THE TASK :: Write out every line below that includes the word "filling".

(Stored items)
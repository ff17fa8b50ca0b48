// Flash pattern state machine - maps beat events to render-ready visual state
// Decides which elements light up; colors and radii belong to the renderer

use std::fmt;

pub const MIN_BEATS_PER_MEASURE: u8 = 2;
pub const MAX_BEATS_PER_MEASURE: u8 = 8;
pub const DEFAULT_BEATS_PER_MEASURE: u8 = 4;

/// Width of the four-circle pattern
pub const FOUR_CIRCLE_COUNT: usize = 4;

/// Visual flash pattern
#[derive(Debug, Clone, Copy, PartialEq, Eq, serde::Serialize, serde::Deserialize)]
pub enum FlashPattern {
    /// One full-area indicator, brightest on the strong beat
    SingleArea,
    /// Four circles, one lit per beat
    FourCircles,
    /// Bar filling one segment per beat across the measure
    ProgressiveBar,
}

impl FlashPattern {
    pub const ALL: [FlashPattern; 3] = [
        FlashPattern::SingleArea,
        FlashPattern::FourCircles,
        FlashPattern::ProgressiveBar,
    ];

    /// Display name and description for pattern pickers
    pub fn info(&self) -> FlashPatternInfo {
        match self {
            FlashPattern::SingleArea => FlashPatternInfo {
                name: "Single area",
                description: "One large flash area covering the whole view",
            },
            FlashPattern::FourCircles => FlashPatternInfo {
                name: "Four circles",
                description: "Four indicators lighting up one beat at a time",
            },
            FlashPattern::ProgressiveBar => FlashPatternInfo {
                name: "Progressive bar",
                description: "Bar segments filling up across the measure",
            },
        }
    }
}

impl Default for FlashPattern {
    fn default() -> Self {
        FlashPattern::SingleArea
    }
}

impl fmt::Display for FlashPattern {
    fn fmt(&self, f: &mut fmt::Formatter<'_>) -> fmt::Result {
        write!(f, "{}", self.info().name)
    }
}

/// Pattern metadata for UI pickers
#[derive(Debug, Clone, Copy, PartialEq, Eq)]
pub struct FlashPatternInfo {
    pub name: &'static str,
    pub description: &'static str,
}

/// Brightness class of the single-area indicator
/// Idle is its own state so a renderer can never mistake a reset for a
/// weak beat
#[derive(Debug, Clone, Copy, PartialEq, Eq)]
pub enum FlashLevel {
    Idle,
    Weak,
    Strong,
}

/// One circle of the four-circle pattern
#[derive(Debug, Clone, Copy, PartialEq, Eq, Default)]
pub struct CircleState {
    pub lit: bool,
    /// Lit with the larger strong-beat glow
    pub strong: bool,
}

/// One segment of the progressive bar
#[derive(Debug, Clone, Copy, PartialEq, Eq, Default)]
pub struct SegmentState {
    pub filled: bool,
    /// Filled with strong-beat styling
    pub strong: bool,
}

/// Render instruction for one flash event
#[derive(Debug, Clone, PartialEq, Eq)]
pub enum FlashFrame {
    SingleArea { level: FlashLevel },
    FourCircles { circles: [CircleState; FOUR_CIRCLE_COUNT] },
    ProgressiveBar { segments: Vec<SegmentState> },
}

/// One beat as seen by the renderer
/// Carries `beats_per_measure` so frames can be computed without a
/// back-reference to the controller
#[derive(Debug, Clone, Copy, PartialEq, Eq)]
pub struct FlashEvent {
    pub pattern: FlashPattern,
    /// 1-based beat within the measure
    pub beat: u8,
    pub beats_per_measure: u8,
    /// True on the first beat of the measure
    pub is_strong: bool,
    /// False on the reset event published by stop
    pub is_active: bool,
}

impl FlashEvent {
    /// Computes the render instruction for this event
    pub fn frame(&self) -> FlashFrame {
        match self.pattern {
            FlashPattern::SingleArea => {
                let level = if !self.is_active {
                    FlashLevel::Idle
                } else if self.is_strong {
                    FlashLevel::Strong
                } else {
                    FlashLevel::Weak
                };
                FlashFrame::SingleArea { level }
            }
            FlashPattern::FourCircles => {
                let mut circles = [CircleState::default(); FOUR_CIRCLE_COUNT];
                if self.is_active {
                    // This pattern is four wide by definition; wider
                    // measures wrap around the circle row
                    let lit = (self.beat.max(1) as usize - 1) % FOUR_CIRCLE_COUNT;
                    circles[lit] = CircleState {
                        lit: true,
                        strong: self.is_strong,
                    };
                }
                FlashFrame::FourCircles { circles }
            }
            FlashPattern::ProgressiveBar => {
                let count = self.beats_per_measure as usize;
                let mut segments = vec![SegmentState::default(); count];
                if self.is_active {
                    // Cumulative fill: everything up to the current beat
                    for (i, segment) in segments.iter_mut().take(self.beat as usize).enumerate() {
                        segment.filled = true;
                        segment.strong = i == 0 && self.is_strong;
                    }
                }
                FlashFrame::ProgressiveBar { segments }
            }
        }
    }
}

/// Flash pattern state machine
/// Consumes beat triggers, advances the beat-in-measure counter and emits
/// the visual state for the selected pattern
#[derive(Debug, Clone)]
pub struct FlashController {
    current_beat: u8,
    beats_per_measure: u8,
    selected_pattern: FlashPattern,
    running: bool,
    /// Set by start so the first trigger fires beat 1 instead of
    /// advancing past it
    first_beat_pending: bool,
}

impl FlashController {
    pub fn new() -> Self {
        Self {
            current_beat: 1,
            beats_per_measure: DEFAULT_BEATS_PER_MEASURE,
            selected_pattern: FlashPattern::default(),
            running: false,
            first_beat_pending: false,
        }
    }

    /// 1-based beat within the measure
    pub fn current_beat(&self) -> u8 {
        self.current_beat
    }

    pub fn beats_per_measure(&self) -> u8 {
        self.beats_per_measure
    }

    /// Out-of-range values are clamped into [2, 8], unlike BPM which
    /// rejects them outright
    pub fn set_beats_per_measure(&mut self, beats: u8) {
        self.beats_per_measure = beats.clamp(MIN_BEATS_PER_MEASURE, MAX_BEATS_PER_MEASURE);
        if self.current_beat > self.beats_per_measure {
            self.current_beat = 1;
        }
    }

    pub fn selected_pattern(&self) -> FlashPattern {
        self.selected_pattern
    }

    /// Pattern changes take effect on the next beat, running or not
    pub fn set_pattern(&mut self, pattern: FlashPattern) {
        self.selected_pattern = pattern;
    }

    pub fn is_running(&self) -> bool {
        self.running
    }

    /// Display text like "3/4" for the beat counter
    pub fn beat_counter_text(&self) -> String {
        format!("{}/{}", self.current_beat, self.beats_per_measure)
    }

    /// Arms the state machine at beat 1
    /// Emits nothing; the first visual update comes with the first trigger
    pub fn start(&mut self) {
        self.running = true;
        self.current_beat = 1;
        self.first_beat_pending = true;
    }

    /// Stops and returns the reset event so the view drops to idle
    /// immediately instead of holding a stale beat
    pub fn stop(&mut self) -> FlashEvent {
        self.running = false;
        self.current_beat = 1;
        self.first_beat_pending = false;
        FlashEvent {
            pattern: self.selected_pattern,
            beat: self.current_beat,
            beats_per_measure: self.beats_per_measure,
            is_strong: false,
            is_active: false,
        }
    }

    /// Advances one beat and returns the event to render
    /// Ignored (None) while stopped; that is not an error
    pub fn on_beat_trigger(&mut self) -> Option<FlashEvent> {
        if !self.running {
            return None;
        }

        if self.first_beat_pending {
            self.first_beat_pending = false;
        } else if self.current_beat >= self.beats_per_measure {
            self.current_beat = 1;
        } else {
            self.current_beat += 1;
        }

        let is_strong = self.current_beat == 1;
        Some(FlashEvent {
            pattern: self.selected_pattern,
            beat: self.current_beat,
            beats_per_measure: self.beats_per_measure,
            is_strong,
            is_active: true,
        })
    }
}

impl Default for FlashController {
    fn default() -> Self {
        Self::new()
    }
}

WRITTEN REPLY ::
    /// Bar filling one segment per beat across the measure
                description: "Bar segments filling up across the measure",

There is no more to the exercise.